My figurative run-in with a chef's knife temporarily wounded my trust in God. And I know I am not the only person to have had this wound producing experience.
In life, a lot of bad things happen, and I am almost positive there has been some personal experience, be it the untimely death of your mother, the inappropriate touch of another human being or, another unfortunate situation, that has caused you to question (or totally give up on) God.
As I said before, I frequently asked, and still ask, myself why God lets bad things happen to mostly innocent people and it wasn't until I started college that I began to really look for answers.
Through Bible study, and a LOT of conversations with trusted adults and friends, I've come to understand that God, as crazy as it sounds, welcomes humanity to question his goodness. He even talks, in great detail, about why he lets bad things happen to good people through Bible stories like Job.
This isn't a research paper, so I'll spare you the details of what I found and get straight to the point(s):
God, through biblical texts, makes it clear that there are reasons why he allows bad things to happen to good people. Some of these defensives for God's divinity and goodness (called a theodicy) are very straightforward, while other theodicies are more puzzling.
The theodicy that makes the most sense to me, and is easiest to explain, centers around humanity's gift of free will. Scientifically speaking, people are the only species to have complete control of their actions. In the Bible, humanity's ability to control their actions is called free will. When God created humanity, he gifted them with free will because he did not want to force humanity to love him. God's allowance for free will makes his role in Hitler-esque situations complex. Should God take back his gift of free will? Should he intervene? While I do not know the answer to the questions I posed, It is clear that humanities abuse of free will does cause bad things to happen; not God.
Besides the aforementioned theodicy, there is one other theodicy (that I am aware of) arguing that God allows bad things to happen because hardship, like depression in my case, builds character. My experiences with poor mental health, although difficult to manage at times, has helped me appreciate life a little bit more. Had it not been for the valley's of depression I've fallen into, I do not know if I would have ever appreciated the peaks of joy I've stood on.
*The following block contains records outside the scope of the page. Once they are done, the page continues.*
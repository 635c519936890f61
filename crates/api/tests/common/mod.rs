#![allow(dead_code)]

use std::net::SocketAddr;
use std::sync::Arc;
use std::time::Duration;

use async_trait::async_trait;
use axum::body::Body;
use axum::http::{Method, Request, StatusCode};
use axum::response::Response;
use axum::routing::post;
use axum::{Json, Router};
use http_body_util::BodyExt;
use tokio::sync::mpsc;
use tower::ServiceExt;

use gateway_api::config::ServerConfig;
use gateway_api::engine::dispatcher::JobDispatcher;
use gateway_api::router::build_app_router;
use gateway_api::state::AppState;
use gateway_automl::{AutoMlApi, AutoMlApiError, JobForwarder, ProcessJobRequest};
use gateway_core::job::{JobRecord, JobStatus};
use gateway_store::JobStore;

pub const VALID_CONFIG: &str =
    r#"{"metric":"accuracy","search_budget":10,"objective":"maximize"}"#;

pub const SAMPLE_CSV: &[u8] = b"age,income,label\n34,52000,1\n29,31000,0\n";

/// Build a test `ServerConfig` with safe defaults.
pub fn test_config() -> ServerConfig {
    ServerConfig {
        host: "127.0.0.1".to_string(),
        port: 0,
        cors_origins: vec!["http://localhost:5173".to_string()],
        request_timeout_secs: 30,
        shutdown_timeout_secs: 5,
        automl_core_url: "http://127.0.0.1:8000".to_string(),
        dispatch_timeout_secs: 2,
        max_upload_bytes: 1024 * 1024,
        strict_transitions: false,
    }
}

/// Everything a test needs to drive the gateway and inspect its state.
#[derive(Clone)]
pub struct TestApp {
    pub router: Router,
    pub store: Arc<JobStore>,
    pub dispatcher: Arc<JobDispatcher>,
}

/// Build the full application router around the given forwarder.
///
/// Uses [`build_app_router`] so integration tests exercise the same
/// middleware stack (CORS, request ID, timeout, tracing, panic recovery)
/// that production uses.
pub fn build_test_app_with(forwarder: Arc<dyn JobForwarder>, config: ServerConfig) -> TestApp {
    let store = Arc::new(JobStore::with_policy(config.transition_policy()));
    let dispatcher = Arc::new(JobDispatcher::new(Arc::clone(&store), forwarder));

    let state = AppState {
        store: Arc::clone(&store),
        config: Arc::new(config.clone()),
        dispatcher: Arc::clone(&dispatcher),
    };

    TestApp {
        router: build_app_router(state, &config),
        store,
        dispatcher,
    }
}

/// Gateway whose worker accepts every job and never calls back.
pub fn build_test_app() -> TestApp {
    build_test_app_with(Arc::new(AcceptingForwarder), test_config())
}

/// Gateway with the strict transition policy enabled.
pub fn build_strict_test_app() -> TestApp {
    let config = ServerConfig {
        strict_transitions: true,
        ..test_config()
    };
    build_test_app_with(Arc::new(AcceptingForwarder), config)
}

// ---------------------------------------------------------------------------
// Forwarders
// ---------------------------------------------------------------------------

/// Acknowledges every job.
pub struct AcceptingForwarder;

#[async_trait]
impl JobForwarder for AcceptingForwarder {
    async fn forward(&self, _request: &ProcessJobRequest) -> Result<(), AutoMlApiError> {
        Ok(())
    }
}

/// Start a stub AutoML core on an ephemeral port.
///
/// It answers `POST /process` with `status` and pushes every accepted
/// request onto the returned channel.
pub async fn spawn_stub_worker(
    status: StatusCode,
) -> (SocketAddr, mpsc::UnboundedReceiver<ProcessJobRequest>) {
    let (tx, rx) = mpsc::unbounded_channel();
    let router = Router::new().route(
        "/process",
        post(move |Json(body): Json<ProcessJobRequest>| {
            let tx = tx.clone();
            async move {
                let _ = tx.send(body);
                status
            }
        }),
    );

    let listener = tokio::net::TcpListener::bind("127.0.0.1:0").await.unwrap();
    let addr = listener.local_addr().unwrap();
    tokio::spawn(async move {
        axum::serve(listener, router).await.unwrap();
    });
    (addr, rx)
}

/// Gateway wired to a real [`AutoMlApi`] client pointed at `url`.
pub fn build_test_app_for_worker(url: String) -> TestApp {
    let config = ServerConfig {
        automl_core_url: url,
        ..test_config()
    };
    let api = AutoMlApi::new(config.automl_core_url.clone(), config.dispatch_timeout()).unwrap();
    build_test_app_with(Arc::new(api), config)
}

/// A URL on which nothing is listening.
pub async fn unreachable_worker_url() -> String {
    let listener = tokio::net::TcpListener::bind("127.0.0.1:0").await.unwrap();
    let addr = listener.local_addr().unwrap();
    drop(listener);
    format!("http://{addr}")
}

// ---------------------------------------------------------------------------
// Request helpers
// ---------------------------------------------------------------------------

pub async fn get(app: Router, uri: &str) -> Response {
    let request = Request::builder()
        .method(Method::GET)
        .uri(uri)
        .body(Body::empty())
        .unwrap();
    app.oneshot(request).await.unwrap()
}

pub async fn post_json(app: Router, uri: &str, body: serde_json::Value) -> Response {
    let request = Request::builder()
        .method(Method::POST)
        .uri(uri)
        .header("content-type", "application/json")
        .body(Body::from(body.to_string()))
        .unwrap();
    app.oneshot(request).await.unwrap()
}

/// One part of a multipart form: field name, optional filename, content.
pub struct Part<'a> {
    pub name: &'a str,
    pub filename: Option<&'a str>,
    pub content: &'a [u8],
}

impl<'a> Part<'a> {
    pub fn text(name: &'a str, value: &'a str) -> Self {
        Self {
            name,
            filename: None,
            content: value.as_bytes(),
        }
    }

    pub fn file(name: &'a str, filename: &'a str, content: &'a [u8]) -> Self {
        Self {
            name,
            filename: Some(filename),
            content,
        }
    }
}

const BOUNDARY: &str = "gateway-test-boundary";

pub async fn post_multipart(app: Router, uri: &str, parts: &[Part<'_>]) -> Response {
    let mut body = Vec::new();
    for part in parts {
        body.extend_from_slice(format!("--{BOUNDARY}\r\n").as_bytes());
        match part.filename {
            Some(filename) => body.extend_from_slice(
                format!(
                    "Content-Disposition: form-data; name=\"{}\"; filename=\"{filename}\"\r\n\
                     Content-Type: application/octet-stream\r\n\r\n",
                    part.name
                )
                .as_bytes(),
            ),
            None => body.extend_from_slice(
                format!("Content-Disposition: form-data; name=\"{}\"\r\n\r\n", part.name)
                    .as_bytes(),
            ),
        }
        body.extend_from_slice(part.content);
        body.extend_from_slice(b"\r\n");
    }
    body.extend_from_slice(format!("--{BOUNDARY}--\r\n").as_bytes());

    let request = Request::builder()
        .method(Method::POST)
        .uri(uri)
        .header(
            "content-type",
            format!("multipart/form-data; boundary={BOUNDARY}"),
        )
        .body(Body::from(body))
        .unwrap();
    app.oneshot(request).await.unwrap()
}

/// Submit a valid CSV job and return its id.
pub async fn submit_valid_job(app: Router) -> String {
    let response = post_multipart(
        app,
        "/submit",
        &[
            Part::file("dataset", "data.csv", SAMPLE_CSV),
            Part::text("dataset_format", "csv"),
            Part::text("config", VALID_CONFIG),
        ],
    )
    .await;
    assert_eq!(response.status(), StatusCode::ACCEPTED);
    let json = body_json(response).await;
    json["job_id"].as_str().unwrap().to_string()
}

pub async fn body_json(response: Response) -> serde_json::Value {
    let bytes = response.into_body().collect().await.unwrap().to_bytes();
    serde_json::from_slice(&bytes).unwrap()
}

/// Poll the store until the job reaches `status` (5 second budget).
pub async fn wait_for_status(store: &JobStore, job_id: &str, status: JobStatus) -> JobRecord {
    let deadline = tokio::time::Instant::now() + Duration::from_secs(5);
    loop {
        if let Some(job) = store.get(job_id).await {
            if job.status == status {
                return job;
            }
        }
        assert!(
            tokio::time::Instant::now() < deadline,
            "job {job_id} never reached {status}"
        );
        tokio::time::sleep(Duration::from_millis(10)).await;
    }
}

pub fn sample_results() -> serde_json::Value {
    serde_json::json!({
        "best_model": { "name": "rf" },
        "metrics": { "train_score": 0.9, "validation_score": 0.85 }
    })
}
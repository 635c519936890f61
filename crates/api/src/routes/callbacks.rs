//! Route definitions for AutoML core callbacks.

use axum::routing::post;
use axum::Router;

use crate::handlers::callbacks;
use crate::state::AppState;

/// ```text
/// POST   /update-status       -> update_status
/// POST   /complete            -> complete_job
/// ```
pub fn router() -> Router<AppState> {
    Router::new()
        .route("/update-status", post(callbacks::update_status))
        .route("/complete", post(callbacks::complete_job))
}
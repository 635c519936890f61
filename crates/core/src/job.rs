//! Job record, lifecycle state machine, and result payloads.
//!
//! A job moves `pending -> running -> {completed | failed}`. The record
//! enforces one invariant regardless of transition policy: `results` is
//! present if and only if the status is `completed`. Every mutator checks
//! its preconditions before touching any field, so a rejected update leaves
//! the record exactly as it was.

use std::collections::BTreeMap;
use std::fmt;

use serde::{Deserialize, Deserializer, Serialize};

use crate::error::CoreError;
use crate::types::{JobId, Timestamp};

/// Progress reported once a job has results.
pub const PROGRESS_COMPLETE: u8 = 100;

/// Message recorded when the dispatcher starts forwarding a job.
pub const MSG_PROCESSING: &str = "Processing job...";

// ---------------------------------------------------------------------------
// Status
// ---------------------------------------------------------------------------

/// Job execution status.
#[derive(Debug, Clone, Copy, PartialEq, Eq, Hash, Serialize, Deserialize)]
#[serde(rename_all = "lowercase")]
pub enum JobStatus {
    Pending,
    Running,
    Completed,
    Failed,
}

impl JobStatus {
    pub const ALL: [JobStatus; 4] = [
        JobStatus::Pending,
        JobStatus::Running,
        JobStatus::Completed,
        JobStatus::Failed,
    ];

    pub fn as_str(self) -> &'static str {
        match self {
            JobStatus::Pending => "pending",
            JobStatus::Running => "running",
            JobStatus::Completed => "completed",
            JobStatus::Failed => "failed",
        }
    }

    /// `completed` and `failed` have no outgoing transitions.
    pub fn is_terminal(self) -> bool {
        matches!(self, JobStatus::Completed | JobStatus::Failed)
    }

    /// Whether the lifecycle defines a move from `self` to `next`.
    ///
    /// Staying in a non-terminal state is allowed (progress updates).
    /// `pending` may jump straight to a terminal state because a fast worker
    /// can report before the dispatcher's `running` write is observed.
    pub fn can_transition_to(self, next: JobStatus) -> bool {
        match self {
            JobStatus::Pending => true,
            JobStatus::Running => next != JobStatus::Pending,
            JobStatus::Completed | JobStatus::Failed => false,
        }
    }
}

impl fmt::Display for JobStatus {
    fn fmt(&self, f: &mut fmt::Formatter<'_>) -> fmt::Result {
        f.write_str(self.as_str())
    }
}

/// How strictly the store polices status transitions.
#[derive(Debug, Clone, Copy, Default, PartialEq, Eq)]
pub enum TransitionPolicy {
    /// Any reported status is applied in arrival order; last write wins.
    #[default]
    Permissive,
    /// Transitions the lifecycle does not define are rejected with
    /// [`CoreError::Conflict`].
    Strict,
}

impl TransitionPolicy {
    pub fn check(self, from: JobStatus, to: JobStatus) -> Result<(), CoreError> {
        if self == TransitionPolicy::Strict && !from.can_transition_to(to) {
            return Err(CoreError::Conflict(format!(
                "Illegal job transition from '{from}' to '{to}'"
            )));
        }
        Ok(())
    }
}

// ---------------------------------------------------------------------------
// Results
// ---------------------------------------------------------------------------

// The worker serializes NaN and missing values as `null`. Optional
// collections treat `null` the same as an absent field.

fn null_as_default<'de, D, T>(deserializer: D) -> Result<T, D::Error>
where
    D: Deserializer<'de>,
    T: Deserialize<'de> + Default,
{
    Ok(Option::<T>::deserialize(deserializer)?.unwrap_or_default())
}

/// Features whose importance came back `null` are left out.
fn importance_scores<'de, D>(deserializer: D) -> Result<BTreeMap<String, f64>, D::Error>
where
    D: Deserializer<'de>,
{
    let scores: Option<BTreeMap<String, Option<f64>>> = Option::deserialize(deserializer)?;
    Ok(scores
        .unwrap_or_default()
        .into_iter()
        .filter_map(|(feature, score)| score.map(|score| (feature, score)))
        .collect())
}

/// Winning model descriptor reported by the worker.
#[derive(Debug, Clone, PartialEq, Serialize, Deserialize)]
pub struct BestModel {
    pub name: String,
    #[serde(default, deserialize_with = "null_as_default")]
    pub hyperparameters: serde_json::Map<String, serde_json::Value>,
    #[serde(default, deserialize_with = "null_as_default")]
    pub selected_features: Vec<String>,
}

#[derive(Debug, Clone, PartialEq, Serialize, Deserialize)]
pub struct ModelMetrics {
    pub train_score: f64,
    pub validation_score: f64,
    #[serde(default, skip_serializing_if = "Option::is_none")]
    pub test_score: Option<f64>,
}

/// One step of the hyperparameter search, in the order it ran.
#[derive(Debug, Clone, PartialEq, Serialize, Deserialize)]
pub struct TrainingHistoryEntry {
    pub iteration: u32,
    pub score: f64,
    #[serde(default, deserialize_with = "null_as_default")]
    pub config: serde_json::Map<String, serde_json::Value>,
}

/// Final payload of a completed job.
#[derive(Debug, Clone, PartialEq, Serialize, Deserialize)]
pub struct JobResults {
    pub best_model: BestModel,
    pub metrics: ModelMetrics,
    #[serde(default, deserialize_with = "importance_scores")]
    pub feature_importance: BTreeMap<String, f64>,
    #[serde(default, deserialize_with = "null_as_default")]
    pub training_history: Vec<TrainingHistoryEntry>,
}

// ---------------------------------------------------------------------------
// Record
// ---------------------------------------------------------------------------

/// A status/progress/message triple reported against a job.
#[derive(Debug, Clone, PartialEq)]
pub struct JobStatusUpdate {
    pub status: JobStatus,
    pub progress: u8,
    pub message: String,
}

impl JobStatusUpdate {
    pub fn new(status: JobStatus, progress: u8, message: impl Into<String>) -> Self {
        Self {
            status,
            progress,
            message: message.into(),
        }
    }
}

/// One submitted job and its evolving state.
#[derive(Debug, Clone, PartialEq, Serialize)]
pub struct JobRecord {
    #[serde(rename = "job_id")]
    pub id: JobId,
    pub status: JobStatus,
    pub progress: u8,
    pub message: String,
    pub created_at: Timestamp,
    pub updated_at: Timestamp,
    #[serde(skip_serializing_if = "Option::is_none")]
    pub results: Option<JobResults>,
}

impl JobRecord {
    /// A fresh `pending` record with zero progress.
    pub fn new(id: JobId) -> Self {
        let now = chrono::Utc::now();
        Self {
            id,
            status: JobStatus::Pending,
            progress: 0,
            message: String::new(),
            created_at: now,
            updated_at: now,
            results: None,
        }
    }

    /// Apply a reported status triple.
    ///
    /// `completed` cannot be reported this way: a completed record must
    /// carry results, which only [`JobRecord::complete`] supplies. Moving
    /// away from `completed` (permissive policy) drops the stale results.
    pub fn apply_update(
        &mut self,
        update: JobStatusUpdate,
        policy: TransitionPolicy,
    ) -> Result<(), CoreError> {
        if update.status == JobStatus::Completed {
            return Err(CoreError::Validation(
                "Status 'completed' must be reported together with results".to_string(),
            ));
        }
        policy.check(self.status, update.status)?;

        self.status = update.status;
        self.progress = update.progress;
        self.message = update.message;
        self.results = None;
        self.touch();
        Ok(())
    }

    /// Attach final results; forces `completed` at full progress.
    pub fn complete(
        &mut self,
        results: JobResults,
        policy: TransitionPolicy,
    ) -> Result<(), CoreError> {
        policy.check(self.status, JobStatus::Completed)?;

        self.status = JobStatus::Completed;
        self.progress = PROGRESS_COMPLETE;
        self.results = Some(results);
        self.touch();
        Ok(())
    }

    /// Mark the job failed with a reason. Progress is left as it was.
    pub fn fail(
        &mut self,
        message: impl Into<String>,
        policy: TransitionPolicy,
    ) -> Result<(), CoreError> {
        policy.check(self.status, JobStatus::Failed)?;

        self.status = JobStatus::Failed;
        self.message = message.into();
        self.results = None;
        self.touch();
        Ok(())
    }

    /// Whether the results/status invariant holds.
    pub fn is_consistent(&self) -> bool {
        (self.status == JobStatus::Completed) == self.results.is_some()
            && self.updated_at >= self.created_at
    }

    pub fn status_view(&self) -> JobStatusView {
        JobStatusView {
            job_id: self.id.clone(),
            status: self.status,
            progress: self.progress,
            message: self.message.clone(),
        }
    }

    /// Results of a completed job.
    ///
    /// `NotReady` while the job is still in flight or failed; `Internal` if
    /// the record claims completion without results.
    pub fn results_view(&self) -> Result<JobResultsView, CoreError> {
        if self.status != JobStatus::Completed {
            return Err(CoreError::NotReady("Job is not completed yet".to_string()));
        }
        let results = self.results.as_ref().ok_or_else(|| {
            CoreError::Internal(format!("Job {} is completed but has no results", self.id))
        })?;

        Ok(JobResultsView {
            job_id: self.id.clone(),
            status: self.status,
            best_model: results.best_model.clone(),
            metrics: results.metrics.clone(),
            feature_importance: results.feature_importance.clone(),
            training_history: results.training_history.clone(),
        })
    }

    /// `updated_at` never moves backwards past `created_at`, even if the
    /// wall clock does.
    fn touch(&mut self) {
        self.updated_at = chrono::Utc::now().max(self.created_at);
    }
}

/// Response body of the status query.
#[derive(Debug, Clone, PartialEq, Serialize)]
pub struct JobStatusView {
    pub job_id: JobId,
    pub status: JobStatus,
    pub progress: u8,
    pub message: String,
}

/// Response body of the results query.
#[derive(Debug, Clone, PartialEq, Serialize)]
pub struct JobResultsView {
    pub job_id: JobId,
    pub status: JobStatus,
    pub best_model: BestModel,
    pub metrics: ModelMetrics,
    pub feature_importance: BTreeMap<String, f64>,
    pub training_history: Vec<TrainingHistoryEntry>,
}

// ---------------------------------------------------------------------------
// Tests
// ---------------------------------------------------------------------------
In conclusion, I would like to make it clear that I am still trying to understand why God would allow bad things to happen to good people. Yes, I have found several theodicies that support God's allowance of bad things and yes, I still believe God is good and real. But, there is no denying the fact that I still don't completely understand why God allows for so many bad things to happen… and that's okay. In the Bible, people like Moses, David, Job, and Naomi all asked God why he let bad things happen to them and their people. If there is one thing I did learn while searching the bible for answers to the question "why God lets bad things happen to good people," it's this: those who are closest to God have the most questions for him.
When we question God, we allow ourselves to wade a little further into the deeper-end of God's true nature. Maybe he just wants us to spend some time getting to know him? I am still, honestly, not sure.
And that, my friends, is okay. I'll ask God why he lets bad things happen every day until I run out of the air to breathe.